How to complete this task — For the string "return", find every matching line in the records and copy it.

▬▬▬▬▬▬▬▬▬▬

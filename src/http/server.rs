//! HTTP/1 server for the ingestion endpoint.

use std::io;
use std::sync::Arc;

use hyper::server::conn::http1;
use hyper::service::service_fn;
use hyper_util::rt::TokioIo;
use tokio::net::TcpListener;
use tokio::task::JoinSet;
use tokio_util::sync::CancellationToken;

use super::routes::{handle_request, AppState};

/// Accept connections until `cancel` fires, then let open connections
/// finish their current request and return.
pub async fn serve(
    listener: TcpListener,
    state: Arc<AppState>,
    cancel: CancellationToken,
) -> io::Result<()> {
    let mut connections = JoinSet::new();
    log::info!("SERVER_LISTENING addr={}", listener.local_addr()?);

    loop {
        let (stream, peer) = tokio::select! {
            _ = cancel.cancelled() => break,
            accepted = listener.accept() => match accepted {
                Ok(conn) => conn,
                Err(e) if matches!(
                    e.kind(),
                    io::ErrorKind::ConnectionAborted
                        | io::ErrorKind::ConnectionReset
                        | io::ErrorKind::ConnectionRefused
                ) => {
                    log::debug!("ACCEPT_SKIPPED error={}", e);
                    continue;
                }
                Err(e) => {
                    log::error!("ACCEPT_FAILED error={}", e);
                    return Err(e);
                }
            },
        };

        let state = Arc::clone(&state);
        let cancel = cancel.clone();
        connections.spawn(async move {
            let service = service_fn(move |req| handle_request(Arc::clone(&state), req));
            let conn = http1::Builder::new().serve_connection(TokioIo::new(stream), service);
            tokio::pin!(conn);

            let result = tokio::select! {
                result = conn.as_mut() => result,
                _ = cancel.cancelled() => {
                    conn.as_mut().graceful_shutdown();
                    conn.await
                }
            };
            if let Err(e) = result {
                log::debug!("CONNECTION_CLOSED peer={} error={}", peer, e);
            }
        });

        // Reap finished connections so the set does not grow unbounded.
        while connections.try_join_next().is_some() {}
    }

    log::info!("SERVER_STOPPING open_connections={}", connections.len());
    while connections.join_next().await.is_some() {}
    Ok(())
}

▬▬▬▬▬▬▬▬▬▬

Reply —
/// finish their current request and return.
                    return Err(e);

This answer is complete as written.